Anugerah keselamatan Allah seperti air yang menghidupi, sehingga anugerah keselamatan tidak berhenti hanya kepada si penerimanya namun juga bagi sesama di sekelilingnya. Di dalam anugerah keselamatan Kristus, Allah menjadikan setiap umat percaya sebagai mata-air yang terus memancar memberi kehidupan. Di Yohanes 4:14, Tuhan Yesus berkata: “tetapi barangsiapa minum air yang akan Kuberikan kepadanya, ia tidak akan haus untuk selama-lamanya. Sebaliknya air yang akan Kuberikan kepadanya, akan menjadi mata-air di dalam dirinya, yang terus-menerus memancar sampai kepada hidup yang kekal.” Karena itu pembaruan hidup perempuan Samaria tersebut mampu membawa dampak keselamatan yang lebih luas, yaitu: “Banyak orang Samaria dari kota itu telah menjadi percaya kepada-Nya karena perkataan perempuan itu” (Yoh. 4:39). Anugerah keselamatan Allah memampukan umat percaya untuk melaksanakan misi Allah, yaitu memberitakan dan memerlakukan Injil sehingga Kerajaan Allah menjadi realitas kehidupan umat manusia.

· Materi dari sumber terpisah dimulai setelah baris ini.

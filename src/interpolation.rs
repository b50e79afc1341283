//! Keyframe bracketing, channel sampling, and the pose-transition blend

use crate::track::{Keyframe, KeyframeTrack, PostState};
use crate::types::Lerp;

/// Timing context shared by the three channels of one bone during a walk
#[derive(Debug, Clone, Copy)]
pub(crate) struct SampleCtx {
    /// Current time in ticks, already wrapped into `[0, duration)`
    pub tick: f32,
    /// Clip length in ticks
    pub duration: f32,
    /// How many times the clip has wrapped since playback began
    pub loop_count: u32,
    /// Length of the transition blend window in ticks
    pub blend_ticks: f32,
}

/// Find the index of the key at or before `t`
///
/// Returns the largest `i` with `keys[i].time <= t`, or 0 when `t` precedes
/// every key. Track sizes are small, so a linear scan beats a binary search
/// in practice.
pub fn find_key_index<T>(keys: &[Keyframe<T>], t: f32) -> usize {
    let mut index = 0;
    for (i, key) in keys.iter().enumerate() {
        if key.time <= t {
            index = i;
        } else {
            break;
        }
    }
    index
}

/// Interpolation factor for `t` between `t0` and `t1`, clamped to `[0, 1]`
///
/// A degenerate span clamps to 0 instead of propagating NaN.
fn segment_factor(t: f32, t0: f32, t1: f32) -> f32 {
    let span = t1 - t0;
    if span <= 0.0 {
        return 0.0;
    }
    ((t - t0) / span).clamp(0.0, 1.0)
}

/// Sample one channel at `ctx.tick`
///
/// Outside the keyed range the track holds its boundary value, except when
/// `post_state` is [`PostState::Repeat`]: then the segment between the last
/// and first key spans `(last.time .. duration + first.time)` and the
/// factor is computed against that wrapped span, on both sides of the clip
/// boundary.
///
/// `hint` is a bracketing index already found for a time-aligned sibling
/// channel; it skips the scan. The returned index feeds the next channel's
/// hint and is `None` when no interior bracketing happened.
pub(crate) fn sample_track<T: Lerp>(
    track: &KeyframeTrack<T>,
    post_state: PostState,
    ctx: &SampleCtx,
    hint: Option<usize>,
) -> (T, Option<usize>) {
    let keys = track.keys();
    let n = keys.len();
    if n == 1 {
        return (keys[0].value, None);
    }

    let t = ctx.tick;
    let first = &keys[0];
    let last = &keys[n - 1];
    let repeat = post_state == PostState::Repeat;

    if t < first.time {
        if repeat {
            let f = segment_factor(t + ctx.duration, last.time, ctx.duration + first.time);
            return (last.value.lerp(first.value, f), None);
        }
        return (first.value, None);
    }

    if t >= last.time {
        if repeat {
            let f = segment_factor(t, last.time, ctx.duration + first.time);
            return (last.value.lerp(first.value, f), None);
        }
        return (last.value, None);
    }

    let i = hint.unwrap_or_else(|| find_key_index(keys, t)).min(n - 2);
    let f = segment_factor(t, keys[i].time, keys[i + 1].time);
    (keys[i].value.lerp(keys[i + 1].value, f), Some(i))
}

/// Sample one channel, blending in from the pose that was current when the
/// clip (re)started
///
/// While the clip is on its first pass and `ctx.tick` is still inside the
/// window ending at `first_key.time + blend_ticks`, the result is a blend
/// from the channel's remembered value toward the regular sample at the
/// current tick, so the pose converges exactly onto normal sampling at the
/// window boundary. `last` is frozen for the duration of the blend (it is
/// the blend origin) and tracks the sampled value otherwise; `blend_start`
/// is captured on entry into the window and cleared on exit.
pub(crate) fn sample_with_transition<T: Lerp>(
    track: &KeyframeTrack<T>,
    post_state: PostState,
    ctx: &SampleCtx,
    hint: Option<usize>,
    last: &mut Option<T>,
    blend_start: &mut Option<f32>,
) -> (T, Option<usize>) {
    let (value, index) = sample_track(track, post_state, ctx, hint);

    let window_end = track.first().time + ctx.blend_ticks;
    if ctx.loop_count == 0 && ctx.blend_ticks > 0.0 && ctx.tick < window_end {
        if let Some(origin) = *last {
            let start = *blend_start.get_or_insert(ctx.tick);
            let f = segment_factor(ctx.tick, start, window_end);
            return (origin.lerp(value, f), index);
        }
    }

    *blend_start = None;
    *last = Some(value);
    (value, index)
}

#[cfg(test)]
mod tests {
    use super::*;
    use glam::Vec3;
    use test_case::test_case;

    fn track(keys: &[(f32, f32)]) -> KeyframeTrack<Vec3> {
        KeyframeTrack {
            keys: keys
                .iter()
                .map(|&(t, x)| Keyframe::new(t, Vec3::new(x, 0.0, 0.0)))
                .collect(),
        }
    }

    fn ctx(tick: f32, duration: f32) -> SampleCtx {
        SampleCtx {
            tick,
            duration,
            loop_count: 0,
            blend_ticks: 0.0,
        }
    }

    #[test_case(0.0, 0; "before all keys")]
    #[test_case(0.5, 0; "on first key")]
    #[test_case(1.5, 1; "between keys")]
    #[test_case(2.0, 2; "on last key")]
    #[test_case(9.0, 2; "past last key")]
    fn test_find_key_index(t: f32, expected: usize) {
        let track = track(&[(0.5, 0.0), (1.0, 0.0), (2.0, 0.0)]);
        assert_eq!(find_key_index(track.keys(), t), expected);
    }

    #[test]
    fn test_exact_key_hits() {
        let track = track(&[(0.0, 0.0), (1.0, 3.0), (2.5, -1.0)]);
        for key in track.keys() {
            let (v, _) = sample_track(&track, PostState::Default, &ctx(key.time, 4.0), None);
            assert!((v.x - key.value.x).abs() < 1e-6);
        }
    }

    #[test]
    fn test_linear_midpoint() {
        let track = track(&[(0.0, 0.0), (2.0, 4.0)]);
        let (v, i) = sample_track(&track, PostState::Default, &ctx(1.0, 4.0), None);
        assert!((v.x - 2.0).abs() < 1e-6);
        assert_eq!(i, Some(0));
    }

    #[test]
    fn test_hold_outside_range() {
        let track = track(&[(1.0, 2.0), (2.0, 6.0)]);
        let (before, _) = sample_track(&track, PostState::Constant, &ctx(0.5, 4.0), None);
        let (after, _) = sample_track(&track, PostState::Constant, &ctx(3.9, 4.0), None);
        assert!((before.x - 2.0).abs() < 1e-6);
        assert!((after.x - 6.0).abs() < 1e-6);
    }

    #[test]
    fn test_linear_post_state_degrades_to_hold() {
        let track = track(&[(0.0, 0.0), (1.0, 1.0)]);
        let (v, _) = sample_track(&track, PostState::Linear, &ctx(3.0, 4.0), None);
        assert!((v.x - 1.0).abs() < 1e-6);
    }

    #[test]
    fn test_repeat_wraps_past_last_key() {
        // Keys at 0 and 1, clip lasts 2 ticks: the wrapped segment spans
        // (1.0 .. 2.0) and blends the last key back toward the first.
        let track = track(&[(0.0, 0.0), (1.0, 1.0)]);
        let (v, _) = sample_track(&track, PostState::Repeat, &ctx(1.5, 2.0), None);
        assert!((v.x - 0.5).abs() < 1e-6);
    }

    #[test]
    fn test_repeat_wraps_before_first_key() {
        // First key at 0.5: ticks below it sit inside the wrapped segment
        // (1.5 .. 2.5) carried over from the previous loop.
        let track = track(&[(0.5, 0.0), (1.5, 1.0)]);
        let (v, _) = sample_track(&track, PostState::Repeat, &ctx(0.0, 2.0), None);
        assert!((v.x - 0.5).abs() < 1e-6);
    }

    #[test]
    fn test_repeat_periodicity() {
        let track = track(&[(0.25, 1.0), (0.75, 2.0), (1.5, 0.5)]);
        let duration = 2.0;
        for step in 0..8 {
            let t = step as f32 * 0.25;
            let (base, _) = sample_track(&track, PostState::Repeat, &ctx(t, duration), None);
            // Same wrapped tick on a later loop must sample identically
            let later = SampleCtx {
                loop_count: 3,
                ..ctx(t, duration)
            };
            let (v, _) = sample_track(&track, PostState::Repeat, &later, None);
            assert!((v.x - base.x).abs() < 1e-6);
        }
    }

    #[test]
    fn test_single_key_track() {
        let track = track(&[(1.0, 7.0)]);
        for t in [0.0, 1.0, 3.0] {
            let (v, i) = sample_track(&track, PostState::Repeat, &ctx(t, 4.0), None);
            assert!((v.x - 7.0).abs() < 1e-6);
            assert_eq!(i, None);
        }
    }

    #[test]
    fn test_degenerate_wrap_span_clamps() {
        // Last key past the clip end makes the wrapped span negative; the
        // factor clamps to 0 and the value holds instead of going NaN.
        let track = track(&[(0.0, 0.0), (5.0, 1.0)]);
        let (v, _) = sample_track(&track, PostState::Repeat, &ctx(5.5, 4.0), None);
        assert!(v.x.is_finite());
        assert!((v.x - 1.0).abs() < 1e-6);
    }

    #[test]
    fn test_hint_reuses_bracket() {
        let track = track(&[(0.0, 0.0), (1.0, 1.0), (2.0, 2.0)]);
        let (v, _) = sample_track(&track, PostState::Default, &ctx(1.5, 4.0), Some(1));
        assert!((v.x - 1.5).abs() < 1e-6);
    }

    #[test]
    fn test_transition_blend_converges() {
        let track = track(&[(0.0, 10.0), (4.0, 10.0)]);
        let mut last = Some(Vec3::new(0.0, 0.0, 0.0));
        let mut blend_start = None;

        let blend_ctx = |tick| SampleCtx {
            tick,
            duration: 4.0,
            loop_count: 0,
            blend_ticks: 2.0,
        };

        // Window spans (0 .. 2): halfway through, halfway blended
        let (v, _) = sample_with_transition(
            &track,
            PostState::Default,
            &blend_ctx(0.0),
            None,
            &mut last,
            &mut blend_start,
        );
        assert!((v.x - 0.0).abs() < 1e-6);
        assert_eq!(blend_start, Some(0.0));

        let (v, _) = sample_with_transition(
            &track,
            PostState::Default,
            &blend_ctx(1.0),
            None,
            &mut last,
            &mut blend_start,
        );
        assert!((v.x - 5.0).abs() < 1e-6);
        // Origin stays frozen while the blend runs
        assert_eq!(last, Some(Vec3::ZERO));

        // Past the window: plain sample, bookkeeping reset
        let (v, _) = sample_with_transition(
            &track,
            PostState::Default,
            &blend_ctx(2.5),
            None,
            &mut last,
            &mut blend_start,
        );
        assert!((v.x - 10.0).abs() < 1e-6);
        assert_eq!(blend_start, None);
        assert_eq!(last, Some(Vec3::new(10.0, 0.0, 0.0)));
    }

    #[test]
    fn test_transition_inactive_without_history() {
        let track = track(&[(0.0, 10.0), (4.0, 20.0)]);
        let mut last = None;
        let mut blend_start = None;
        let ctx = SampleCtx {
            tick: 0.0,
            duration: 4.0,
            loop_count: 0,
            blend_ticks: 2.0,
        };
        let (v, _) = sample_with_transition(
            &track,
            PostState::Default,
            &ctx,
            None,
            &mut last,
            &mut blend_start,
        );
        // Nothing to blend from on the very first sample
        assert!((v.x - 10.0).abs() < 1e-6);
        assert_eq!(last, Some(Vec3::new(10.0, 0.0, 0.0)));
    }

    #[test]
    fn test_transition_inactive_on_later_loops() {
        let track = track(&[(0.0, 10.0), (4.0, 20.0)]);
        let mut last = Some(Vec3::ZERO);
        let mut blend_start = None;
        let ctx = SampleCtx {
            tick: 0.5,
            duration: 4.0,
            loop_count: 1,
            blend_ticks: 2.0,
        };
        let (v, _) = sample_with_transition(
            &track,
            PostState::Default,
            &ctx,
            None,
            &mut last,
            &mut blend_start,
        );
        assert!((v.x - 11.25).abs() < 1e-6);
    }
}
//! Skeletal pose evaluation
//!
//! This crate turns a bone hierarchy plus time-indexed keyframe tracks into
//! a per-bone array of skinning matrices for a point in time:
//! - frozen, index-based bone arena ([`Skeleton`]) shared across instances
//! - sparse per-bone keyframe clips ([`AnimationClip`]) with linear
//!   translation/scale and slerp rotation channels, `Repeat` wrap-around,
//!   and a transition blend that eases restarts instead of snapping
//! - per-instance [`PlaybackState`] and [`PoseBuffer`], overwritten each
//!   frame by a [`PoseEvaluator`]
//!
//! Asset decoding and GPU upload are collaborator contracts: the importer
//! feeds the builders, the renderer consumes [`PoseBuffer::matrices`].
//!
//! # Example
//!
//! ```
//! use glam::Vec3;
//! use skeletal_pose::{
//!     AnimationClip, BoneDesc, BoneTrackDesc, Keyframe, PlaybackState, PoseEvaluator,
//!     PostState, Skeleton,
//! };
//!
//! # fn main() -> skeletal_pose::Result<()> {
//! let mut builder = Skeleton::builder();
//! let root = builder.bone("root", None, BoneDesc::default())?;
//! let skeleton = builder.finish()?;
//!
//! let mut clip = AnimationClip::builder("bob", 2.0, 30.0);
//! clip.track(
//!     root,
//!     BoneTrackDesc {
//!         translation: Some(vec![
//!             Keyframe::new(0.0, Vec3::ZERO),
//!             Keyframe::new(1.0, Vec3::new(0.0, 1.0, 0.0)),
//!         ]),
//!         post_state: PostState::Repeat,
//!         ..BoneTrackDesc::default()
//!     },
//! )?;
//! let clip = clip.finish(&skeleton)?;
//!
//! let mut state = PlaybackState::new();
//! let mut evaluator = PoseEvaluator::new();
//! let pose = evaluator.evaluate(&skeleton, &clip, 0.016, 0.0, &mut state);
//! assert_eq!(pose.len(), skeleton.valid_bone_count() as usize);
//! # Ok(())
//! # }
//! ```

pub mod bone;
pub mod clip;
pub mod error;
pub mod evaluator;
pub mod interpolation;
pub mod pose;
pub mod skeleton;
pub mod state;
pub mod track;
pub mod types;

pub use bone::{Bone, BoneDesc, BoneIndex};
pub use clip::{AnimationClip, ClipBuilder};
pub use error::{PoseError, Result};
pub use evaluator::PoseEvaluator;
pub use interpolation::find_key_index;
pub use pose::PoseBuffer;
pub use skeleton::{Skeleton, SkeletonBuilder};
pub use state::{BoneState, PlaybackState};
pub use track::{BoneAnimationTrack, BoneTrackDesc, Keyframe, KeyframeTrack, PostState};
pub use types::{Lerp, SLERP_EPSILON, slerp};

/// Library version
pub const VERSION: &str = env!("CARGO_PKG_VERSION");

Anugerah keselamatan Allah memampukan dan memanggil setiap umat percaya untuk hidup kudus. Pola kehidupan yang cemar dalam dosa menandakan umat belum mengalami atau merespons anugerah keselamatan Allah secara bertanggungjawab. Mereka masih menjadi hamba dosa yang tunduk kepada keinginan daging. Hidup dalam anugerah keselamatan Allah berarti umat mempraktikkan hidup menurut keinginan Roh. Anugerah keselamatan dan keinginan Roh adalah hukum yang memerdekakan (bdk. Yak. 1:25), sehingga mampu menolak keinginan daging. Karena itu kekudusan adalah wujud nyata dari anugerah keselamatan Allah (Rm. 6:19). Tanpa kekudusan, manusia tidak dapat melihat Allah (Mat. 5:8). Jadi dengan anugerah keselamatan Allah, umat dimampukan untuk hidup kudus, yaitu taat kepada kehendak Allah dalam Kristus (1Petr. 1:2).